→ Provided records:
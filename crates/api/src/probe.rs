// Path: crates/api/src/probe.rs

use async_trait::async_trait;
use observer_types::resolution::ResolutionFingerprint;
use observer_types::{Entropy, Result};

/// Whose resolution a probe records.
#[derive(Debug, Clone, Copy, PartialEq, Eq)]
pub enum ProbeTarget {
    /// The trusted reference gateway.
    Reference,
    /// A gateway under assessment.
    Gateway,
}

/// Probes name resolution and identity on a single host.
#[async_trait]
pub trait ResolutionProber: Send + Sync {
    /// Resolves `name` on `host` and fingerprints the result.
    ///
    /// `entropy` seeds byte-range selection for large content and must be the
    /// same for the reference and the gateway. `reference_content_length`,
    /// when known, replaces the host's own length header.
    async fn probe(
        &self,
        host: &str,
        name: &str,
        entropy: &Entropy,
        reference_content_length: Option<u64>,
        target: ProbeTarget,
    ) -> Result<ResolutionFingerprint>;

    /// Returns the wallet the gateway at `fqdn` reports operating it.
    async fn observed_wallet(&self, fqdn: &str) -> Result<Option<String>>;
}
// Path: crates/observer/src/selection.rs
//! Entropy-driven name and observer selection for an epoch.

use crate::sampler::select_k;
use async_trait::async_trait;
use futures::future::try_join_all;
use observer_api::entropy::{EntropyContext, EntropySource};
use observer_api::lists::{GatewayListSource, NameListSource, NamesSource, ObserverListSource};
use observer_types::epoch::Epoch;
use observer_types::Result;
use std::collections::BTreeSet;
use std::sync::Arc;

/// Samples names from a [`NameListSource`] at the epoch start height.
pub struct RandomNamesSource {
    names: Arc<dyn NameListSource>,
    entropy: Arc<dyn EntropySource>,
    count: usize,
}

impl RandomNamesSource {
    /// Samples `count` names per epoch using `entropy`.
    pub fn new(
        names: Arc<dyn NameListSource>,
        entropy: Arc<dyn EntropySource>,
        count: usize,
    ) -> Self {
        Self {
            names,
            entropy,
            count,
        }
    }
}

#[async_trait]
impl NamesSource for RandomNamesSource {
    async fn get_names(&self, epoch: &Epoch) -> Result<Vec<String>> {
        let height = epoch.start_height;
        let total = self.names.get_names_count(height).await?;
        if self.count >= total {
            return self.names.get_all_names(height).await;
        }

        let entropy = self
            .entropy
            .get_entropy(EntropyContext::at_height(height))
            .await?;
        let indices = select_k(entropy.as_bytes(), total, self.count);
        try_join_all(indices.into_iter().map(|i| self.names.get_name(height, i))).await
    }
}

/// Samples observers from the wallets of gateways active at the epoch start.
///
/// Used when no ledger publishes the observer selection.
pub struct RandomObserversSource {
    gateways: Arc<dyn GatewayListSource>,
    entropy: Arc<dyn EntropySource>,
    count: usize,
}

impl RandomObserversSource {
    /// Samples `count` observers per epoch using `entropy`.
    pub fn new(
        gateways: Arc<dyn GatewayListSource>,
        entropy: Arc<dyn EntropySource>,
        count: usize,
    ) -> Self {
        Self {
            gateways,
            entropy,
            count,
        }
    }
}

#[async_trait]
impl ObserverListSource for RandomObserversSource {
    async fn get_observers(&self, epoch: &Epoch) -> Result<Vec<String>> {
        let height = epoch.start_height;
        let wallets: Vec<String> = self
            .gateways
            .get_hosts()
            .await?
            .into_iter()
            .filter(|host| host.is_active_at(height))
            .map(|host| host.wallet)
            .collect::<BTreeSet<_>>()
            .into_iter()
            .collect();
        if self.count >= wallets.len() {
            return Ok(wallets);
        }

        let entropy = self
            .entropy
            .get_entropy(EntropyContext::at_height(height))
            .await?;
        Ok(select_k(entropy.as_bytes(), wallets.len(), self.count)
            .into_iter()
            .filter_map(|i| wallets.get(i).cloned())
            .collect())
    }
}
// Path: crates/types/src/report.rs
//! The observer report and the accumulator threaded through publish sinks.

use crate::assessment::GatewayAssessment;
use crate::epoch::Epoch;
use serde::{Deserialize, Serialize};
use std::collections::BTreeMap;

/// The report structure version. Bump on any incompatible change.
pub const REPORT_FORMAT_VERSION: u32 = 1;

/// A signed-off observation of every assessed gateway for one epoch.
#[derive(Debug, Clone, PartialEq, Eq, Serialize, Deserialize)]
#[serde(rename_all = "camelCase")]
pub struct ObserverReport {
    /// See [`REPORT_FORMAT_VERSION`].
    pub format_version: u32,
    /// The address of the observer that produced the report.
    pub observer_address: String,
    /// The epoch index.
    pub epoch_index: u64,
    /// The first height of the epoch.
    pub epoch_start_height: u64,
    /// The epoch start time in milliseconds.
    pub epoch_start_timestamp: u64,
    /// The epoch end time in milliseconds.
    pub epoch_end_timestamp: u64,
    /// UNIX seconds at which the report was assembled.
    pub generated_at: u64,
    /// Assessments keyed by gateway FQDN.
    pub gateway_assessments: BTreeMap<String, GatewayAssessment>,
}

impl ObserverReport {
    /// The epoch the report covers.
    pub fn epoch(&self) -> Epoch {
        Epoch {
            index: self.epoch_index,
            start_height: self.epoch_start_height,
            start_timestamp: self.epoch_start_timestamp,
            end_timestamp: self.epoch_end_timestamp,
        }
    }

    /// Every expected wallet whose gateway reported a different wallet (or
    /// none), sorted and deduplicated.
    pub fn failed_gateway_summary(&self) -> Vec<String> {
        let mut failed = std::collections::BTreeSet::new();
        for assessment in self.gateway_assessments.values() {
            let ownership = &assessment.ownership_assessment;
            for wallet in &ownership.expected_wallets {
                if ownership.observed_wallet.as_deref() != Some(wallet.as_str()) {
                    failed.insert(wallet.clone());
                }
            }
        }
        failed.into_iter().collect()
    }
}

/// The value passed along the publish pipeline. Sinks enrich it as they go.
#[derive(Debug, Clone, PartialEq, Eq, Serialize, Deserialize)]
#[serde(rename_all = "camelCase")]
pub struct ReportInfo {
    /// The report being published.
    pub report: ObserverReport,
    /// The content-address id of the uploaded report.
    #[serde(default, skip_serializing_if = "Option::is_none")]
    pub report_tx_id: Option<String>,
    /// The ids of the ledger interactions that referenced the report.
    #[serde(default, skip_serializing_if = "Option::is_none")]
    pub interaction_tx_ids: Option<Vec<String>>,
}

impl ReportInfo {
    /// Wraps a freshly built report.
    pub fn new(report: ObserverReport) -> Self {
        Self {
            report,
            report_tx_id: None,
            interaction_tx_ids: None,
        }
    }
}

#[cfg(test)]
mod tests {
    use super::*;
    use crate::assessment::{NameAssessments, OwnershipAssessment};
    use std::collections::BTreeSet;

    fn gateway(expected: &[&str], observed: Option<&str>) -> GatewayAssessment {
        let expected_wallets: BTreeSet<String> = expected.iter().map(|w| w.to_string()).collect();
        let pass = observed.map_or(false, |w| expected_wallets.contains(w));
        GatewayAssessment::new(
            OwnershipAssessment {
                expected_wallets,
                observed_wallet: observed.map(str::to_string),
                pass,
                failure_reason: None,
            },
            NameAssessments::default(),
        )
    }

    #[test]
    fn test_failed_summary_lists_unmatched_wallets_sorted() {
        let mut gateway_assessments = BTreeMap::new();
        gateway_assessments.insert("a.example".into(), gateway(&["w3", "w1"], Some("w1")));
        gateway_assessments.insert("b.example".into(), gateway(&["w2"], None));
        gateway_assessments.insert("c.example".into(), gateway(&["w4"], Some("w4")));
        let report = ObserverReport {
            format_version: REPORT_FORMAT_VERSION,
            observer_address: "me".into(),
            epoch_index: 1,
            epoch_start_height: 100,
            epoch_start_timestamp: 0,
            epoch_end_timestamp: 1,
            generated_at: 0,
            gateway_assessments,
        };
        assert_eq!(report.failed_gateway_summary(), vec!["w2", "w3"]);
        let json = serde_json::to_value(&report).unwrap();
        assert_eq!(json["formatVersion"], 1);
        assert!(json["gatewayAssessments"]["a.example"]["ownershipAssessment"].is_object());
    }
}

→ What the exercise asks: Wherever the word "gateways" appears in the listing above, copy that line.

→ Written solution:
/// Samples observers from the wallets of gateways active at the epoch start.
    gateways: Arc<dyn GatewayListSource>,
        gateways: Arc<dyn GatewayListSource>,
            gateways,
            .gateways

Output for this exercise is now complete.